Brett Manster von Blockforce Capital stellt fest, dass der kumulierte Nettozufluss an Bitcoin-Spot-ETFs seit ihrem Start im Januar 2024 Hunderte Milliarden Dollar beträgt. Der Teil, der im letzten Zeitraum verblieben ist, macht nur etwa 6 % der Gesamtsumme aus.

Dieser Trend ist ein „deutliches Zeichen für Konsolidierung und nicht für Kapitulation unter dieser Investorenbasis“, schrieb er in einer Notiz und fügte hinzu, dass 17 von 25 der größten Bitcoin-ETF-Inhaber ihre Positionen im vierten Quartal erhöht haben. Ob das Wachstum bestehen bleibt oder vergeht, wie viele andere zuvor, ist die Frage, die den Markt spaltet.
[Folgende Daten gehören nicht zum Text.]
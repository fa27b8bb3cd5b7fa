//! Settings resolution for the demo: config file, environment, flags.

use std::path::Path;

use loupe_core::{LoupeConfig, Magnification};

use crate::CliError;

/// Default display density when none is given (mdpi baseline).
const DEFAULT_DENSITY: f32 = 1.0;

/// Everything the demo needs beyond the annotation itself.
#[derive(Debug, Clone)]
pub struct DemoConfig {
    pub loupe: LoupeConfig,
    /// Device pixels per dip.
    pub density: f32,
}

impl DemoConfig {
    /// Defaults, then the JSON file at `path`, then `LOUPE_*` variables, then
    /// explicit flag values.
    pub fn resolve(
        path: Option<&Path>,
        magnification: Option<f32>,
        density: Option<f32>,
    ) -> Result<Self, CliError> {
        Self::resolve_with(path, magnification, density, |key| std::env::var(key).ok())
    }

    /// [`DemoConfig::resolve`] with the environment supplied by `lookup`.
    pub fn resolve_with(
        path: Option<&Path>,
        magnification: Option<f32>,
        density: Option<f32>,
        lookup: impl Fn(&str) -> Option<String>,
    ) -> Result<Self, CliError> {
        let mut loupe = match path {
            Some(path) => {
                let json = std::fs::read_to_string(path)?;
                LoupeConfig::from_json_str(&json)?
            }
            None => LoupeConfig::default(),
        };
        loupe.apply_overrides(lookup);

        if let Some(m) = magnification {
            loupe.magnification = Magnification::new(m)?;
        }

        let density = density.unwrap_or(DEFAULT_DENSITY);
        if !density.is_finite() || density <= 0.0 {
            return Err(CliError::InvalidArgument(format!(
                "density must be positive, got {density}"
            )));
        }

        Ok(Self { loupe, density })
    }
}
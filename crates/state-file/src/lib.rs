use anyhow::{Context, Result};
use std::collections::BTreeMap;
use std::fs;
use std::path::{Path, PathBuf};

/// Persists CLI choices (active network, account index, ...) between runs.
///
/// The file holds `KEY=VALUE` lines. Blank lines and lines starting with `#`
/// are ignored, and values are written back sorted by key.
#[derive(Debug, Clone)]
pub struct StateFile {
    path: PathBuf,
}

impl StateFile {
    pub fn new<P: AsRef<Path>>(path: P) -> Self {
        Self {
            path: path.as_ref().to_path_buf(),
        }
    }

    pub fn path(&self) -> &Path {
        &self.path
    }

    /// Look up a single value. A missing or unreadable file yields `None`.
    pub fn load_value(&self, key: &str) -> Option<String> {
        self.load_all().remove(key)
    }

    /// Set one key, keeping every other entry.
    pub fn save_value(&self, key: &str, value: &str) -> Result<()> {
        let mut state = self.load_all();
        state.insert(key.to_string(), value.to_string());
        self.save_all(&state)
    }

    pub fn load_all(&self) -> BTreeMap<String, String> {
        let Ok(contents) = fs::read_to_string(&self.path) else {
            return BTreeMap::new();
        };
        contents
            .lines()
            .map(str::trim)
            .filter(|line| !line.is_empty() && !line.starts_with('#'))
            .filter_map(|line| line.split_once('='))
            .map(|(k, v)| (k.trim().to_string(), v.trim().to_string()))
            .collect()
    }

    pub fn save_all(&self, state: &BTreeMap<String, String>) -> Result<()> {
        if let Some(parent) = self.path.parent().filter(|p| !p.as_os_str().is_empty()) {
            fs::create_dir_all(parent)
                .with_context(|| format!("creating {}", parent.display()))?;
        }
        let content: String = state.iter().map(|(k, v)| format!("{k}={v}\n")).collect();
        fs::write(&self.path, content)
            .with_context(|| format!("writing state file {}", self.path.display()))
    }

    pub fn delete(&self) -> Result<()> {
        if self.path.exists() {
            fs::remove_file(&self.path)?;
        }
        Ok(())
    }

    pub fn exists(&self) -> bool {
        self.path.exists()
    }
}
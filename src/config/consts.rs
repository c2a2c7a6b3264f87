//! Centralized constants for the coin client.
//!
//! Endpoint URLs, Move call targets and transaction defaults shared by the
//! library and the `coin_cli` binary.

// =============================================================================
// State File Names
// =============================================================================

pub const STATE_FILE_CLI: &str = "suilipse_cli.env";

// =============================================================================
// Network Endpoints
// =============================================================================

pub const LOCAL_RPC_URL: &str = "http://127.0.0.1:8080";
pub const DEVNET_RPC_URL: &str = "https://fullnode.devnet.sui.io:443";

/// Network used when neither CLI, env nor state file names one
pub const DEFAULT_NETWORK: &str = "Devnet";

/// Per-request timeout for the JSON-RPC HTTP client
pub const RPC_TIMEOUT_SECS: u64 = 30;

// =============================================================================
// Move Call Targets
// =============================================================================

pub const SUI_FRAMEWORK: &str = "0x2";
pub const COIN_MODULE: &str = "coin";
pub const MINT_AND_TRANSFER_FUNCTION: &str = "mint_and_transfer";
pub const PAY_MODULE: &str = "pay";
pub const SPLIT_AND_TRANSFER_FUNCTION: &str = "split_and_transfer";

/// Coin type used to pay for gas
pub const SUI_COIN_TYPE: &str = "0x2::sui::SUI";

// =============================================================================
// Transaction Settings
// =============================================================================

/// Default gas budget in MIST
pub const DEFAULT_GAS_BUDGET: u64 = 10_000_000;

/// Number of MIST in one SUI
pub const MIST_PER_SUI: u64 = 1_000_000_000;

// =============================================================================
// Keys
// =============================================================================

/// Sui coin type number in the BIP-44 path `m/44'/784'/{account}'/0'/0'`
pub const SUI_COIN_TYPE_INDEX: u32 = 784;

/// Placeholder account for local testing. Anyone can derive this key.
pub const TEST_MNEMONIC: &str =
    "sorry neither pioneer despair talk taxi eager library lawsuit surround cycle off";
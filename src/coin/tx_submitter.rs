use super::{CoinError, CoinOutcome};
use crate::rpc::{ExecutionStatus, SuiRpc, TransactionBytes, TransactionResponse};
use crate::wallet::SuiKeypair;
use std::future::Future;
use std::sync::Arc;
use tokio::sync::Mutex;
use tracing::{info, warn};

#[derive(Clone)]
pub(crate) struct TransactionSubmitter {
    tx_lock: Arc<Mutex<()>>,
}

impl TransactionSubmitter {
    pub(crate) fn new(tx_lock: Arc<Mutex<()>>) -> Self {
        Self { tx_lock }
    }

    /// Build, sign and execute one transaction.
    ///
    /// The lock is held from gas selection inside `build` until the node has
    /// executed the transaction, so two submissions never pick the same gas
    /// coin version.
    pub(crate) async fn invoke<R, F, Fut>(
        &self,
        method: &str,
        rpc: &R,
        keypair: &SuiKeypair,
        build: F,
    ) -> Result<CoinOutcome, CoinError>
    where
        R: SuiRpc + ?Sized,
        F: FnOnce() -> Fut,
        Fut: Future<Output = Result<TransactionBytes, CoinError>>,
    {
        let _guard = self.tx_lock.lock().await;

        let tx = build().await?;
        let signature = keypair
            .sign_transaction(&tx.tx_bytes)
            .map_err(CoinError::Credential)?;
        let response = rpc.execute_transaction(&tx.tx_bytes, &signature).await?;

        Self::log_gas_details(method, rpc.url(), &response);
        Self::check_status(method, response)
    }

    fn check_status(method: &str, response: TransactionResponse) -> Result<CoinOutcome, CoinError> {
        let digest = response.digest.clone();
        if !response.errors.is_empty() {
            return Err(CoinError::ExecutionFailed {
                digest,
                error: response.errors.join("; "),
            });
        }

        let Some(effects) = response.effects else {
            return Err(CoinError::ExecutionFailed {
                digest,
                error: format!("{method} returned no effects"),
            });
        };

        match effects.status {
            ExecutionStatus::Success => Ok(CoinOutcome {
                digest,
                gas_cost: effects.gas_used.net_cost(),
                created: effects
                    .created
                    .into_iter()
                    .map(|o| o.reference.object_id)
                    .collect(),
                mutated: effects
                    .mutated
                    .into_iter()
                    .map(|o| o.reference.object_id)
                    .collect(),
            }),
            ExecutionStatus::Failure { error } => {
                Err(CoinError::ExecutionFailed { digest, error })
            }
        }
    }

    fn log_gas_details(method: &str, node: &str, response: &TransactionResponse) {
        let Some(effects) = response.effects.as_ref() else {
            warn!(method = %method, node = %node, digest = %response.digest, "transaction has no effects");
            return;
        };
        let gas = &effects.gas_used;

        if effects.status == ExecutionStatus::Success {
            info!(
                method = %method,
                node = %node,
                digest = %response.digest,
                computation_cost = gas.computation_cost,
                storage_cost = gas.storage_cost,
                storage_rebate = gas.storage_rebate,
                net_cost = %gas.net_cost(),
                "💰 transaction gas details"
            );
        } else {
            warn!(
                method = %method,
                node = %node,
                digest = %response.digest,
                computation_cost = gas.computation_cost,
                storage_cost = gas.storage_cost,
                storage_rebate = gas.storage_rebate,
                net_cost = %gas.net_cost(),
                status = ?effects.status,
                "💰 transaction gas details (execution failed)"
            );
        }
    }
}
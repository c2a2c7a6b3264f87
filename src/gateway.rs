//! Connection registry: one cached RPC handle per endpoint plus the active
//! network selection.

use crate::config::consts::{DEVNET_RPC_URL, LOCAL_RPC_URL};
use crate::rpc::SuiRpcClient;
use std::collections::HashMap;
use std::fmt;
use std::sync::Arc;
use tokio::sync::watch;
use tracing::{debug, info};

/// Named networks with a fixed RPC URL.
#[derive(Debug, Clone, Copy, PartialEq, Eq, Hash)]
pub enum Gateway {
    Local,
    Devnet,
}

impl Gateway {
    pub const ALL: [Gateway; 2] = [Gateway::Local, Gateway::Devnet];

    pub fn name(self) -> &'static str {
        match self {
            Gateway::Local => "Local",
            Gateway::Devnet => "Devnet",
        }
    }

    pub fn url(self) -> &'static str {
        match self {
            Gateway::Local => LOCAL_RPC_URL,
            Gateway::Devnet => DEVNET_RPC_URL,
        }
    }

    pub fn from_name(name: &str) -> Option<Self> {
        Self::ALL.into_iter().find(|g| g.name() == name)
    }
}

impl fmt::Display for Gateway {
    fn fmt(&self, f: &mut fmt::Formatter<'_>) -> fmt::Result {
        f.write_str(self.name())
    }
}

/// Map a network name through the table; anything else is used as a URL.
pub fn resolve_url(endpoint: &str) -> String {
    match Gateway::from_name(endpoint) {
        Some(gateway) => gateway.url().to_string(),
        None => endpoint.to_string(),
    }
}

/// Builds a handle for a URL. Must not perform I/O.
pub trait Connect {
    fn connect(url: &str) -> Self;
}

/// Session context holding every connection made so far and the active one.
///
/// Handles are keyed by the endpoint string the caller passed in (a name or a
/// URL), created on first use and kept for the life of the registry.
pub struct ConnectionRegistry<C = SuiRpcClient> {
    connections: HashMap<String, Arc<C>>,
    active: watch::Sender<Option<String>>,
}

impl<C: Connect> ConnectionRegistry<C> {
    pub fn new() -> Self {
        let (active, _) = watch::channel(None);
        Self {
            connections: HashMap::new(),
            active,
        }
    }

    /// Cached handle for `endpoint`, creating it on first use.
    pub fn resolve(&mut self, endpoint: &str) -> Arc<C> {
        if let Some(handle) = self.connections.get(endpoint) {
            return Arc::clone(handle);
        }
        let url = resolve_url(endpoint);
        debug!(endpoint, url = %url, "creating connection");
        let handle = Arc::new(C::connect(&url));
        self.connections
            .insert(endpoint.to_string(), Arc::clone(&handle));
        handle
    }

    /// Cache a prebuilt handle under `endpoint` unless one already exists.
    /// Returns the handle now cached for the key.
    #[cfg(test)]
    pub(crate) fn register(&mut self, endpoint: &str, handle: Arc<C>) -> Arc<C> {
        Arc::clone(
            self.connections
                .entry(endpoint.to_string())
                .or_insert(handle),
        )
    }

    /// Make `endpoint` the network every later operation uses.
    pub fn set_active(&mut self, endpoint: &str) -> Arc<C> {
        let handle = self.resolve(endpoint);
        self.active.send_replace(Some(endpoint.to_string()));
        info!(endpoint, url = %resolve_url(endpoint), "active network changed");
        handle
    }

    /// Handle for the active network, if one was ever selected.
    pub fn active(&self) -> Option<Arc<C>> {
        let active = self.active.borrow();
        active
            .as_deref()
            .and_then(|endpoint| self.connections.get(endpoint))
            .cloned()
    }

    pub fn active_endpoint(&self) -> Option<String> {
        self.active.borrow().clone()
    }

    /// Watch the active endpoint. The receiver sees every later `set_active`.
    pub fn subscribe(&self) -> watch::Receiver<Option<String>> {
        self.active.subscribe()
    }

    /// Endpoint keys with a live handle.
    pub fn endpoints(&self) -> impl Iterator<Item = &str> {
        self.connections.keys().map(String::as_str)
    }
}

impl<C: Connect> Default for ConnectionRegistry<C> {
    fn default() -> Self {
        Self::new()
    }
}
//! Coin operations against the active network: mint, transfer, merge.
//!
//! Each operation signs with the client's credential and talks to whatever
//! connection the [`ConnectionRegistry`] marks active at call time.

mod tx_submitter;
pub mod type_tag;

use crate::config::consts::{
    COIN_MODULE, MINT_AND_TRANSFER_FUNCTION, PAY_MODULE, SPLIT_AND_TRANSFER_FUNCTION,
    SUI_COIN_TYPE, SUI_FRAMEWORK,
};
use crate::gateway::{Connect, ConnectionRegistry};
use crate::rpc::{
    same_object_id, CoinInfo, MergeCoinsRequest, MoveCallRequest, RpcError, SuiObjectData, SuiRpc,
    TransferObjectRequest,
};
use crate::wallet::{CredentialProvider, SuiKeypair};
use serde_json::json;
use std::sync::Arc;
use thiserror::Error;
use tokio::sync::Mutex;
use tracing::{debug, info};
use tx_submitter::TransactionSubmitter;
use type_tag::{any_coin_type_arg, coin_type_arg, treasury_cap_type_arg};

#[derive(Debug, Error)]
pub enum CoinError {
    #[error("no active network connection; select a network first")]
    NoActiveConnection,
    #[error("object {0} not found")]
    ObjectNotFound(String),
    #[error("object {id} is malformed: {reason}")]
    MalformedObject { id: String, reason: String },
    #[error("object {id} has type {type_string}, expected {expected}")]
    NotACoin {
        id: String,
        type_string: String,
        expected: &'static str,
    },
    #[error("no SUI gas coin available for {0}")]
    NoGasObject(String),
    #[error("coin {id} holds {balance}, cannot send {requested}")]
    InsufficientBalance {
        id: String,
        balance: u64,
        requested: u64,
    },
    #[error("transaction {digest} failed: {error}")]
    ExecutionFailed { digest: String, error: String },
    #[error("credential error: {0:#}")]
    Credential(anyhow::Error),
    #[error(transparent)]
    Rpc(#[from] RpcError),
}

/// Result of an executed transaction.
#[derive(Debug, Clone, PartialEq, Eq)]
pub struct CoinOutcome {
    pub digest: String,
    /// Net MIST charged for gas; negative when the rebate exceeds the cost.
    pub gas_cost: i128,
    pub created: Vec<String>,
    pub mutated: Vec<String>,
}

/// A coin or treasury cap with its type argument and flattened owner.
#[derive(Debug, Clone, PartialEq, Eq)]
pub struct CoinObjectRef {
    pub id: String,
    pub type_tag: String,
    pub owner: String,
}

/// How a transfer moves value.
#[derive(Debug, Clone, Copy, PartialEq, Eq)]
enum TransferPlan {
    WholeObject,
    Split(u64),
}

fn plan_transfer(id: &str, balance: u64, amount: Option<u64>) -> Result<TransferPlan, CoinError> {
    match amount {
        None => Ok(TransferPlan::WholeObject),
        Some(requested) if requested == balance => Ok(TransferPlan::WholeObject),
        Some(requested) if requested < balance => Ok(TransferPlan::Split(requested)),
        Some(requested) => Err(CoinError::InsufficientBalance {
            id: id.to_string(),
            balance,
            requested,
        }),
    }
}

pub struct CoinClient {
    credential: Arc<dyn CredentialProvider>,
    submitter: TransactionSubmitter,
    gas_budget: u64,
}

impl CoinClient {
    pub fn new(
        credential: Arc<dyn CredentialProvider>,
        gas_budget: u64,
        tx_lock: Arc<Mutex<()>>,
    ) -> Self {
        Self {
            credential,
            submitter: TransactionSubmitter::new(tx_lock),
            gas_budget,
        }
    }

    pub fn gas_budget(&self) -> u64 {
        self.gas_budget
    }

    pub fn signer(&self) -> Result<SuiKeypair, CoinError> {
        self.credential.keypair().map_err(CoinError::Credential)
    }

    pub fn signer_address(&self) -> Result<String, CoinError> {
        Ok(self.signer()?.address())
    }

    // ------------------------------------------------------------------------
    // Queries
    // ------------------------------------------------------------------------

    /// Look up a `Coin<T>` or `TreasuryCap<T>` object.
    pub async fn lookup_coin_object<C>(
        &self,
        registry: &ConnectionRegistry<C>,
        object_id: &str,
    ) -> Result<CoinObjectRef, CoinError>
    where
        C: SuiRpc + Connect,
    {
        let connection = active_connection(registry)?;
        let object = fetch_object(connection.as_ref(), object_id).await?;
        let type_string = object_type(&object)?;
        let type_tag = any_coin_type_arg(type_string).ok_or_else(|| CoinError::NotACoin {
            id: object_id.to_string(),
            type_string: type_string.to_string(),
            expected: "0x2::coin::Coin<T> or 0x2::coin::TreasuryCap<T>",
        })?;
        let owner = object
            .owner
            .as_ref()
            .ok_or_else(|| malformed(object_id, "object has no owner"))?;

        Ok(CoinObjectRef {
            id: object.object_id.clone(),
            type_tag: type_tag.to_string(),
            owner: owner.owner_string(),
        })
    }

    /// SUI coins owned by the signer.
    pub async fn gas_objects<C>(
        &self,
        registry: &ConnectionRegistry<C>,
    ) -> Result<Vec<CoinInfo>, CoinError>
    where
        C: SuiRpc + Connect,
    {
        let address = self.signer_address()?;
        let connection = active_connection(registry)?;
        let rpc = connection.as_ref();

        let mut coins = Vec::new();
        let mut cursor: Option<String> = None;
        loop {
            let page = rpc
                .get_coins(&address, SUI_COIN_TYPE, cursor.as_deref())
                .await?;
            coins.extend(page.data);
            match page.next_cursor {
                Some(next) if page.has_next_page => cursor = Some(next),
                _ => return Ok(coins),
            }
        }
    }

    /// Total SUI balance of the signer in MIST.
    pub async fn balance<C>(&self, registry: &ConnectionRegistry<C>) -> Result<u64, CoinError>
    where
        C: SuiRpc + Connect,
    {
        let coins = self.gas_objects(registry).await?;
        Ok(coins.iter().map(|c| c.balance).sum())
    }

    // ------------------------------------------------------------------------
    // Transactions
    // ------------------------------------------------------------------------

    /// Mint `amount` of the cap's coin type and send it to `recipient`.
    pub async fn mint_and_transfer<C>(
        &self,
        registry: &ConnectionRegistry<C>,
        cap_id: &str,
        amount: u64,
        recipient: &str,
    ) -> Result<CoinOutcome, CoinError>
    where
        C: SuiRpc + Connect,
    {
        let signer = self.signer()?;
        let connection = active_connection(registry)?;
        let rpc = connection.as_ref();

        let cap = fetch_object(rpc, cap_id).await?;
        let cap_type = object_type(&cap)?;
        let coin_type =
            treasury_cap_type_arg(cap_type).ok_or_else(|| CoinError::NotACoin {
                id: cap_id.to_string(),
                type_string: cap_type.to_string(),
                expected: "0x2::coin::TreasuryCap<T>",
            })?;

        let address = signer.address();
        let sender = address.as_str();
        let gas_budget = self.gas_budget;
        let outcome = self
            .submitter
            .invoke("mint_and_transfer", rpc, &signer, move || async move {
                let gas = select_gas(rpc, sender, &[cap_id]).await?;
                let tx = rpc
                    .move_call(MoveCallRequest {
                        signer: sender.to_string(),
                        package_object_id: SUI_FRAMEWORK.to_string(),
                        module: COIN_MODULE.to_string(),
                        function: MINT_AND_TRANSFER_FUNCTION.to_string(),
                        type_arguments: vec![coin_type.to_string()],
                        arguments: vec![
                            json!(cap_id),
                            json!(amount.to_string()),
                            json!(recipient),
                        ],
                        gas: Some(gas),
                        gas_budget,
                    })
                    .await?;
                Ok::<_, CoinError>(tx)
            })
            .await?;

        info!(
            digest = %outcome.digest,
            coin_type = %coin_type,
            amount,
            recipient = %recipient,
            "Minted and transferred coins"
        );
        Ok(outcome)
    }

    /// Send a coin to `recipient`.
    ///
    /// With no amount, or an amount equal to the balance, the whole object
    /// moves. A smaller amount is split off and sent; a larger one fails
    /// before anything is submitted.
    pub async fn transfer<C>(
        &self,
        registry: &ConnectionRegistry<C>,
        coin_id: &str,
        recipient: &str,
        amount: Option<u64>,
    ) -> Result<CoinOutcome, CoinError>
    where
        C: SuiRpc + Connect,
    {
        let signer = self.signer()?;
        let connection = active_connection(registry)?;
        let rpc = connection.as_ref();

        let coin = fetch_object(rpc, coin_id).await?;
        let coin_type = coin_type_of(&coin, coin_id)?;
        // the balance only matters when part of the coin is requested
        let plan = match amount {
            None => TransferPlan::WholeObject,
            Some(_) => {
                let balance = coin
                    .move_field_u64("balance")
                    .ok_or_else(|| malformed(coin_id, "coin has no balance field"))?;
                plan_transfer(coin_id, balance, amount)?
            }
        };
        debug!(coin_id, ?plan, "Planned transfer");

        let address = signer.address();
        let sender = address.as_str();
        let gas_budget = self.gas_budget;
        let outcome = self
            .submitter
            .invoke("transfer", rpc, &signer, move || async move {
                let gas = select_gas(rpc, sender, &[coin_id]).await?;
                let tx = match plan {
                    TransferPlan::WholeObject => {
                        rpc.transfer_object(TransferObjectRequest {
                            signer: sender.to_string(),
                            object_id: coin_id.to_string(),
                            gas: Some(gas),
                            gas_budget,
                            recipient: recipient.to_string(),
                        })
                        .await?
                    }
                    TransferPlan::Split(value) => {
                        rpc.move_call(MoveCallRequest {
                            signer: sender.to_string(),
                            package_object_id: SUI_FRAMEWORK.to_string(),
                            module: PAY_MODULE.to_string(),
                            function: SPLIT_AND_TRANSFER_FUNCTION.to_string(),
                            type_arguments: vec![coin_type.to_string()],
                            arguments: vec![
                                json!(coin_id),
                                json!(value.to_string()),
                                json!(recipient),
                            ],
                            gas: Some(gas),
                            gas_budget,
                        })
                        .await?
                    }
                };
                Ok::<_, CoinError>(tx)
            })
            .await?;

        let sent = match plan {
            TransferPlan::WholeObject => coin.move_field_u64("balance"),
            TransferPlan::Split(value) => Some(value),
        };
        info!(
            digest = %outcome.digest,
            coin_type = %coin_type,
            coin_id = %coin_id,
            amount = ?sent,
            recipient = %recipient,
            "Transferred coins"
        );
        Ok(outcome)
    }

    /// Merge `to_merge` into `primary`. `primary` survives.
    pub async fn merge<C>(
        &self,
        registry: &ConnectionRegistry<C>,
        primary: &str,
        to_merge: &str,
    ) -> Result<CoinOutcome, CoinError>
    where
        C: SuiRpc + Connect,
    {
        let signer = self.signer()?;
        let connection = active_connection(registry)?;
        let rpc = connection.as_ref();

        let primary_coin = fetch_object(rpc, primary).await?;
        let coin_type = coin_type_of(&primary_coin, primary)?;

        let address = signer.address();
        let sender = address.as_str();
        let gas_budget = self.gas_budget;
        let outcome = self
            .submitter
            .invoke("merge", rpc, &signer, move || async move {
                let gas = select_gas(rpc, sender, &[primary, to_merge]).await?;
                let tx = rpc
                    .merge_coins(MergeCoinsRequest {
                        signer: sender.to_string(),
                        primary_coin: primary.to_string(),
                        coin_to_merge: to_merge.to_string(),
                        gas: Some(gas),
                        gas_budget,
                    })
                    .await?;
                Ok::<_, CoinError>(tx)
            })
            .await?;

        info!(
            digest = %outcome.digest,
            coin_type = %coin_type,
            primary = %primary,
            merged = %to_merge,
            "Merged coins"
        );
        Ok(outcome)
    }
}

fn active_connection<C: Connect>(registry: &ConnectionRegistry<C>) -> Result<Arc<C>, CoinError> {
    registry.active().ok_or(CoinError::NoActiveConnection)
}

fn malformed(id: &str, reason: &str) -> CoinError {
    CoinError::MalformedObject {
        id: id.to_string(),
        reason: reason.to_string(),
    }
}

async fn fetch_object<R>(rpc: &R, object_id: &str) -> Result<SuiObjectData, CoinError>
where
    R: SuiRpc + ?Sized,
{
    let response = rpc.get_object(object_id).await?;
    match response.data {
        Some(data) => Ok(data),
        None => {
            debug!(object_id, error = ?response.error, "Object lookup returned no data");
            Err(CoinError::ObjectNotFound(object_id.to_string()))
        }
    }
}

fn object_type(object: &SuiObjectData) -> Result<&str, CoinError> {
    object
        .object_type
        .as_deref()
        .ok_or_else(|| malformed(&object.object_id, "object has no type"))
}

fn coin_type_of<'a>(object: &'a SuiObjectData, id: &str) -> Result<&'a str, CoinError> {
    let type_string = object_type(object)?;
    coin_type_arg(type_string).ok_or_else(|| CoinError::NotACoin {
        id: id.to_string(),
        type_string: type_string.to_string(),
        expected: "0x2::coin::Coin<T>",
    })
}

/// First SUI coin of `owner` that is not one of the transaction's inputs.
/// Pages through `suix_getCoins` until one is found.
async fn select_gas<R>(rpc: &R, owner: &str, inputs: &[&str]) -> Result<String, CoinError>
where
    R: SuiRpc + ?Sized,
{
    let mut cursor: Option<String> = None;
    loop {
        let page = rpc.get_coins(owner, SUI_COIN_TYPE, cursor.as_deref()).await?;
        if let Some(coin) = page
            .data
            .into_iter()
            .find(|coin| !inputs.iter().any(|id| same_object_id(id, &coin.coin_object_id)))
        {
            return Ok(coin.coin_object_id);
        }
        match page.next_cursor {
            Some(next) if page.has_next_page => cursor = Some(next),
            _ => return Err(CoinError::NoGasObject(owner.to_string())),
        }
    }
}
Um darauf zu antworten, weisen die „Bullen“ auf das hin, was außerhalb der ETF-Daten passiert ist – auf das, was beim letzten Mal geschah, als Bitcoin so stark fiel. Im Jahr 2022 geriet die Infrastruktur zunächst ins Wanken und brach dann zusammen. FTX, Celsius, BlockFi und Three Arrows Capital gingen schnell bankrott und zerstörten nicht nur Kapital, sondern auch Verwahrer, Gläubiger und Börsen, von denen der Markt abhing. Das Vertrauen war zerstört.